Try it: Please output the lines shown below exactly as they appear.

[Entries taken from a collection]
· · ·
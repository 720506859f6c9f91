use std::str::FromStr;

use movify_core::{AppError, AppResult};
use serde::{Deserialize, Serialize};

use crate::ids::{ContentId, EpisodeId};

/// Upload state of an episode's video.
#[derive(Debug, Clone, Copy, Default, PartialEq, Eq, Hash, Serialize, Deserialize)]
#[serde(rename_all = "SCREAMING_SNAKE_CASE")]
pub enum EpisodeStatus {
    /// No video has been uploaded yet.
    #[default]
    NotUploaded,
    /// Video is being processed by the media pipeline.
    Processing,
    /// Video is available.
    Uploaded,
    /// Processing failed.
    Error,
}

impl EpisodeStatus {
    /// Returns the stable storage value.
    #[must_use]
    pub fn as_str(&self) -> &'static str {
        match self {
            Self::NotUploaded => "NOT_UPLOADED",
            Self::Processing => "PROCESSING",
            Self::Uploaded => "UPLOADED",
            Self::Error => "ERROR",
        }
    }
}

impl FromStr for EpisodeStatus {
    type Err = AppError;

    fn from_str(value: &str) -> Result<Self, Self::Err> {
        match value {
            "NOT_UPLOADED" => Ok(Self::NotUploaded),
            "PROCESSING" => Ok(Self::Processing),
            "UPLOADED" => Ok(Self::Uploaded),
            "ERROR" => Ok(Self::Error),
            _ => Err(AppError::Validation(format!(
                "unknown episode status '{value}'"
            ))),
        }
    }
}

/// Single episode of a content item.
#[derive(Debug, Clone, PartialEq, Eq)]
pub struct Episode {
    /// Episode identifier.
    pub id: EpisodeId,
    /// Owning content item.
    pub content_id: ContentId,
    /// Episode title.
    pub title: Option<String>,
    /// Plot summary.
    pub storyline: Option<String>,
    /// Video upload state.
    pub status: EpisodeStatus,
    /// Object store location of the video.
    pub video_url: Option<String>,
    /// One-based episode number within the season.
    pub episode_number: Option<i32>,
    /// One-based season number.
    pub season_number: Option<i32>,
}

/// Input for creating an episode.
#[derive(Debug, Clone, Default, PartialEq, Eq)]
pub struct NewEpisode {
    /// Episode title.
    pub title: Option<String>,
    /// Plot summary.
    pub storyline: Option<String>,
    /// Initial upload state, `NotUploaded` when absent.
    pub status: Option<EpisodeStatus>,
    /// Object store location of the video.
    pub video_url: Option<String>,
    /// Episode number.
    pub episode_number: Option<i32>,
    /// Season number.
    pub season_number: Option<i32>,
}

/// Partial update; `None` fields keep the stored value.
#[derive(Debug, Clone, Default, PartialEq, Eq)]
pub struct EpisodePatch {
    /// New title.
    pub title: Option<String>,
    /// New plot summary.
    pub storyline: Option<String>,
    /// New upload state.
    pub status: Option<EpisodeStatus>,
    /// New video location.
    pub video_url: Option<String>,
    /// New episode number.
    pub episode_number: Option<i32>,
    /// New season number.
    pub season_number: Option<i32>,
}

impl Episode {
    /// Builds an episode attached to `content_id`.
    pub fn create(content_id: ContentId, input: NewEpisode) -> AppResult<Self> {
        validate_ordinal("episode number", input.episode_number)?;
        validate_ordinal("season number", input.season_number)?;

        Ok(Self {
            id: EpisodeId::new(),
            content_id,
            title: input.title,
            storyline: input.storyline,
            status: input.status.unwrap_or_default(),
            video_url: input.video_url,
            episode_number: input.episode_number,
            season_number: input.season_number,
        })
    }

    /// Merges present patch fields into this episode.
    pub fn apply_patch(&mut self, patch: EpisodePatch) -> AppResult<()> {
        validate_ordinal("episode number", patch.episode_number)?;
        validate_ordinal("season number", patch.season_number)?;

        if patch.title.is_some() {
            self.title = patch.title;
        }
        if patch.storyline.is_some() {
            self.storyline = patch.storyline;
        }
        if let Some(status) = patch.status {
            self.status = status;
        }
        if patch.video_url.is_some() {
            self.video_url = patch.video_url;
        }
        if patch.episode_number.is_some() {
            self.episode_number = patch.episode_number;
        }
        if patch.season_number.is_some() {
            self.season_number = patch.season_number;
        }

        Ok(())
    }
}

fn validate_ordinal(label: &str, value: Option<i32>) -> AppResult<()> {
    match value {
        Some(number) if number < 1 => Err(AppError::Validation(format!(
            "{label} must be at least 1"
        ))),
        _ => Ok(()),
    }
}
· · ·
Task response:
repository 720506859f6c9f91
use std::str::FromStr;

use movify_core::{AppError, AppResult};
use serde::{Deserialize, Serialize};

use crate::ids::{ContentId, EpisodeId};

/// Upload state of an episode's video.
#[derive(Debug, Clone, Copy, Default, PartialEq, Eq, Hash, Serialize, Deserialize)]
#[serde(rename_all = "SCREAMING_SNAKE_CASE")]
pub enum EpisodeStatus {
    /// No video has been uploaded yet.
    #[default]
    NotUploaded,
    /// Video is being processed by the media pipeline.
    Processing,
    /// Video is available.
    Uploaded,
    /// Processing failed.
    Error,
}

impl EpisodeStatus {
    /// Returns the stable storage value.
    #[must_use]
    pub fn as_str(&self) -> &'static str {
        match self {
            Self::NotUploaded => "NOT_UPLOADED",
            Self::Processing => "PROCESSING",
            Self::Uploaded => "UPLOADED",
            Self::Error => "ERROR",
        }
    }
}

impl FromStr for EpisodeStatus {
    type Err = AppError;

    fn from_str(value: &str) -> Result<Self, Self::Err> {
        match value {
            "NOT_UPLOADED" => Ok(Self::NotUploaded),
            "PROCESSING" => Ok(Self::Processing),
            "UPLOADED" => Ok(Self::Uploaded),
            "ERROR" => Ok(Self::Error),
            _ => Err(AppError::Validation(format!(
                "unknown episode status '{value}'"
            ))),
        }
    }
}

/// Single episode of a content item.
#[derive(Debug, Clone, PartialEq, Eq)]
pub struct Episode {
    /// Episode identifier.
    pub id: EpisodeId,
    /// Owning content item.
    pub content_id: ContentId,
    /// Episode title.
    pub title: Option<String>,
    /// Plot summary.
    pub storyline: Option<String>,
    /// Video upload state.
    pub status: EpisodeStatus,
    /// Object store location of the video.
    pub video_url: Option<String>,
    /// One-based episode number within the season.
    pub episode_number: Option<i32>,
    /// One-based season number.
    pub season_number: Option<i32>,
}

/// Input for creating an episode.
#[derive(Debug, Clone, Default, PartialEq, Eq)]
pub struct NewEpisode {
    /// Episode title.
    pub title: Option<String>,
    /// Plot summary.
    pub storyline: Option<String>,
    /// Initial upload state, `NotUploaded` when absent.
    pub status: Option<EpisodeStatus>,
    /// Object store location of the video.
    pub video_url: Option<String>,
    /// Episode number.
    pub episode_number: Option<i32>,
    /// Season number.
    pub season_number: Option<i32>,
}

/// Partial update; `None` fields keep the stored value.
#[derive(Debug, Clone, Default, PartialEq, Eq)]
pub struct EpisodePatch {
    /// New title.
    pub title: Option<String>,
    /// New plot summary.
    pub storyline: Option<String>,
    /// New upload state.
    pub status: Option<EpisodeStatus>,
    /// New video location.
    pub video_url: Option<String>,
    /// New episode number.
    pub episode_number: Option<i32>,
    /// New season number.
    pub season_number: Option<i32>,
}

impl Episode {
    /// Builds an episode attached to `content_id`.
    pub fn create(content_id: ContentId, input: NewEpisode) -> AppResult<Self> {
        validate_ordinal("episode number", input.episode_number)?;
        validate_ordinal("season number", input.season_number)?;

        Ok(Self {
            id: EpisodeId::new(),
            content_id,
            title: input.title,
            storyline: input.storyline,
            status: input.status.unwrap_or_default(),
            video_url: input.video_url,
            episode_number: input.episode_number,
            season_number: input.season_number,
        })
    }

    /// Merges present patch fields into this episode.
    pub fn apply_patch(&mut self, patch: EpisodePatch) -> AppResult<()> {
        validate_ordinal("episode number", patch.episode_number)?;
        validate_ordinal("season number", patch.season_number)?;

        if patch.title.is_some() {
            self.title = patch.title;
        }
        if patch.storyline.is_some() {
            self.storyline = patch.storyline;
        }
        if let Some(status) = patch.status {
            self.status = status;
        }
        if patch.video_url.is_some() {
            self.video_url = patch.video_url;
        }
        if patch.episode_number.is_some() {
            self.episode_number = patch.episode_number;
        }
        if patch.season_number.is_some() {
            self.season_number = patch.season_number;
        }

        Ok(())
    }
}

fn validate_ordinal(label: &str, value: Option<i32>) -> AppResult<()> {
    match value {
        Some(number) if number < 1 => Err(AppError::Validation(format!(
            "{label} must be at least 1"
        ))),
        _ => Ok(()),
    }
}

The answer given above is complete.